第3章　指針詭計(jì)

與Rob Murawski合著 ^[1]

Tush!tush!fear boys with bugs.

—William Shakespeare.The Taming of the Shrew.act1.scene2 

指針詭計(jì)（pointer subterfuge）是通過(guò)修改指針值來(lái)利用程序漏洞的方法的統(tǒng)稱[Pincus 2004]。C和C++的對(duì)象指針和函數(shù)指針是有區(qū)別的。指向void或指向一個(gè)對(duì)象類型的指針的類型被稱為對(duì)象指針類型（object pointer type）。可以指定一個(gè)函數(shù)的指針類型被稱為函數(shù)指針類型（function pointer type）。指向類型T的對(duì)象的指針被稱為“指向T的指針”。C++還定義了一種成員指針類型（pointer to member type），它是指定一個(gè)非靜態(tài)類成員的指針類型。

可以通過(guò)覆蓋函數(shù)指針將程序的控制權(quán)轉(zhuǎn)移到攻擊者提供的外殼代碼（shellcode）。當(dāng)程序通過(guò)函數(shù)指針執(zhí)行一個(gè)函數(shù)調(diào)用時(shí)，攻擊者提供的代碼將會(huì)取代原本希望執(zhí)行的代碼而得到執(zhí)行。

對(duì)象指針也可以被修改，從而執(zhí)行任意代碼。如果一個(gè)對(duì)象指針用作后繼賦值操作的目的地址，那么攻擊者就可以通過(guò)控制該地址從而修改內(nèi)存其他位置中的內(nèi)容。

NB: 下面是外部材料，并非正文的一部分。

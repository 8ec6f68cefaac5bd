//! The Watcher: keeps the graph in sync with the live file tree after
//! startup reconciliation has run (spec §4.12).
//!
//! Two mutually exclusive modes:
//! - `event+debounce` — OS events via `notify`, coalesced per path by
//!   [`Debouncer`] before reindexing.
//! - `polling` — re-runs [`SyncEngine`] on a fixed interval; it already
//!   diffs the tree against the manifest, so a tick with nothing changed
//!   is just a cheap no-op report.

mod debouncer;
mod error;

pub use debouncer::Debouncer;
pub use error::WatchError;

use std::path::{Path, PathBuf};
use std::sync::mpsc::{channel, RecvTimeoutError};
use std::sync::Arc;
use std::time::Duration;

use globset::{Glob, GlobSet, GlobSetBuilder};
use notify::{RecursiveMode, Watcher as NotifyWatcher};

use crate::id_space::normalize_path;
use crate::indexing::pipeline::IndexPipeline;
use crate::indexing::sync::SyncEngine;
use crate::parsing::Language;
use crate::Settings;

pub type WatchResult<T> = Result<T, WatchError>;

/// One coalesced batch of reindex work, handed to the caller's callback.
#[derive(Debug, Clone, Default)]
pub struct ReindexReport {
    pub files: Vec<String>,
    pub errors: Vec<(String, String)>,
}

pub struct Watcher {
    settings: Arc<Settings>,
    pipeline: IndexPipeline,
    project_root: PathBuf,
    exclude: GlobSet,
}

impl Watcher {
    pub fn new(settings: Arc<Settings>, pipeline: IndexPipeline, project_root: PathBuf) -> WatchResult<Self> {
        let mut builder = GlobSetBuilder::new();
        for pattern in settings
            .watch
            .exclude_directories
            .iter()
            .chain(settings.watch.exclude_files.iter())
        {
            let glob = Glob::new(pattern).map_err(|e| WatchError::ConfigError {
                reason: format!("invalid watch exclude pattern '{pattern}': {e}"),
            })?;
            builder.add(glob);
        }
        let exclude = builder.build().map_err(|e| WatchError::ConfigError {
            reason: e.to_string(),
        })?;

        Ok(Self {
            settings,
            pipeline,
            project_root,
            exclude,
        })
    }

    fn excluded(&self, path: &Path) -> bool {
        self.exclude.is_match(path)
    }

    /// Run the watch loop until `should_stop` returns true, invoking
    /// `on_reindex` once per coalesced batch of file changes.
    ///
    /// Cancellation is cooperative: `should_stop` is polled between ticks,
    /// never mid-reindex, so SIGINT/SIGTERM handling can set a flag this
    /// closure reads and the in-flight reindex always finishes (spec §5).
    pub fn run(
        &self,
        mut on_reindex: impl FnMut(ReindexReport),
        mut should_stop: impl FnMut() -> bool,
    ) -> WatchResult<()> {
        if self.settings.watch.polling {
            self.run_polling(&mut on_reindex, &mut should_stop)
        } else {
            self.run_event_debounce(&mut on_reindex, &mut should_stop)
        }
    }

    fn run_polling(
        &self,
        on_reindex: &mut impl FnMut(ReindexReport),
        should_stop: &mut impl FnMut() -> bool,
    ) -> WatchResult<()> {
        let interval = Duration::from_millis(self.settings.watch.polling_interval.unwrap_or(1000));
        let manifest_path = self
            .project_root
            .join(crate::config::CACHE_DIR_NAME)
            .join("manifest.json");
        let engine = SyncEngine::new(
            self.settings.clone(),
            self.pipeline.clone(),
            self.project_root.clone(),
            manifest_path,
        );

        while !should_stop() {
            let report = engine.run();
            if report.stale_count + report.deleted_count + report.added_count > 0 {
                on_reindex(ReindexReport {
                    files: Vec::new(),
                    errors: report
                        .errors
                        .into_iter()
                        .map(|e| (e.file, e.message))
                        .collect(),
                });
            }
            std::thread::sleep(interval);
        }
        Ok(())
    }

    fn run_event_debounce(
        &self,
        on_reindex: &mut impl FnMut(ReindexReport),
        should_stop: &mut impl FnMut() -> bool,
    ) -> WatchResult<()> {
        let (tx, rx) = channel();
        let mut watcher = notify::recommended_watcher(move |res: notify::Result<notify::Event>| {
            if let Ok(event) = res {
                let _ = tx.send(event);
            }
        })
        .map_err(|e| WatchError::InitFailed { reason: e.to_string() })?;
        watcher
            .watch(&self.project_root, RecursiveMode::Recursive)
            .map_err(|e| WatchError::PathWatchFailed {
                path: self.project_root.clone(),
                reason: e.to_string(),
            })?;

        let mut debouncer = Debouncer::new(self.settings.watch.debounce_interval_ms());
        let tick = Duration::from_millis(50);

        while !should_stop() {
            match rx.recv_timeout(tick) {
                Ok(event) => {
                    for path in event.paths {
                        if Language::from_path(&path).is_none() || self.excluded(&path) {
                            continue;
                        }
                        tracing::debug!(path = %path.display(), "watch event -> pending");
                        debouncer.record(path);
                    }
                }
                Err(RecvTimeoutError::Timeout) => {}
                Err(RecvTimeoutError::Disconnected) => return Err(WatchError::ChannelClosed),
            }

            let ready = debouncer.take_ready();
            if ready.is_empty() {
                continue;
            }
            tracing::info!(batch_size = ready.len(), "reindexing coalesced batch");
            on_reindex(self.reindex_batch(&ready));
        }
        Ok(())
    }

    fn reindex_batch(&self, paths: &[PathBuf]) -> ReindexReport {
        let mut report = ReindexReport::default();
        for abs_path in paths {
            let Ok(relative) = abs_path.strip_prefix(&self.project_root) else {
                continue;
            };
            let rel_str = normalize_path(relative);
            let result = if abs_path.exists() {
                self.pipeline
                    .index_file(abs_path, &self.project_root, None)
                    .map(|_| ())
            } else {
                self.pipeline.remove_file(&rel_str)
            };
            match result {
                Ok(()) => report.files.push(rel_str),
                Err(e) => report.errors.push((rel_str, e.to_string())),
            }
        }
        report
    }
}

#[cfg(test)]
mod tests {
    use super::*;
    use crate::id_space::IdSpace;
    use crate::search::SearchBackend;
    use crate::storage::Store;
    use crate::vector::{EmbeddingCache, StubEmbedder};
    use std::sync::atomic::{AtomicUsize, Ordering};

    fn pipeline() -> IndexPipeline {
        IndexPipeline::new(
            Arc::new(Settings::default()),
            Arc::new(Store::open_in_memory().unwrap()),
            Arc::new(SearchBackend::open_in_ram().unwrap()),
            Arc::new(StubEmbedder { dimensions: 8 }),
            Arc::new(EmbeddingCache::open_in_memory().unwrap()),
            IdSpace::new(),
        )
    }

    #[test]
    fn rapid_double_write_coalesces_into_one_reindex_callback() {
        let dir = tempfile::tempdir().unwrap();
        let path = dir.path().join("src").join("rapid.ts");
        std::fs::create_dir_all(path.parent().unwrap()).unwrap();
        std::fs::write(&path, "export function a() {}").unwrap();

        let mut settings = Settings::default();
        settings.watch.debounce_interval = Some(80);
        let settings = Arc::new(settings);

        let watcher = Watcher::new(settings, pipeline(), dir.path().to_path_buf()).unwrap();
        let calls = Arc::new(AtomicUsize::new(0));
        let calls_clone = calls.clone();
        let seen_files: Arc<std::sync::Mutex<Vec<String>>> = Arc::new(std::sync::Mutex::new(Vec::new()));
        let seen_files_clone = seen_files.clone();

        let start = std::time::Instant::now();
        std::thread::spawn({
            let path = path.clone();
            move || {
                std::thread::sleep(Duration::from_millis(10));
                std::fs::write(&path, "export function a() { return 1; }").unwrap();
                std::thread::sleep(Duration::from_millis(10));
                std::fs::write(&path, "export function a() { return 2; }").unwrap();
            }
        });

        watcher
            .run(
                move |report| {
                    calls_clone.fetch_add(1, Ordering::SeqCst);
                    seen_files_clone.lock().unwrap().extend(report.files);
                },
                move || start.elapsed() > Duration::from_millis(500),
            )
            .unwrap();

        assert_eq!(calls.load(Ordering::SeqCst), 1);
        assert_eq!(seen_files.lock().unwrap().as_slice(), ["src/rapid.ts"]);
    }
}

本章詳細(xì)解釋了函數(shù)指針和對(duì)象指針的修改問題。與本書其他各章的不同之處在于，本章在介紹了如何初步利用漏洞后（如緩沖區(qū)溢出），還詳細(xì)討論了攻擊者可能如何進(jìn)一步地執(zhí)行任意的代碼。預(yù)防指針詭計(jì)非常困難，最佳緩解措施就是在編程階段消除漏洞。在進(jìn)一步討論指針詭計(jì)之前，讓我們首先了解數(shù)據(jù)的聲明與它在內(nèi)存中存儲(chǔ)位置之間的關(guān)系。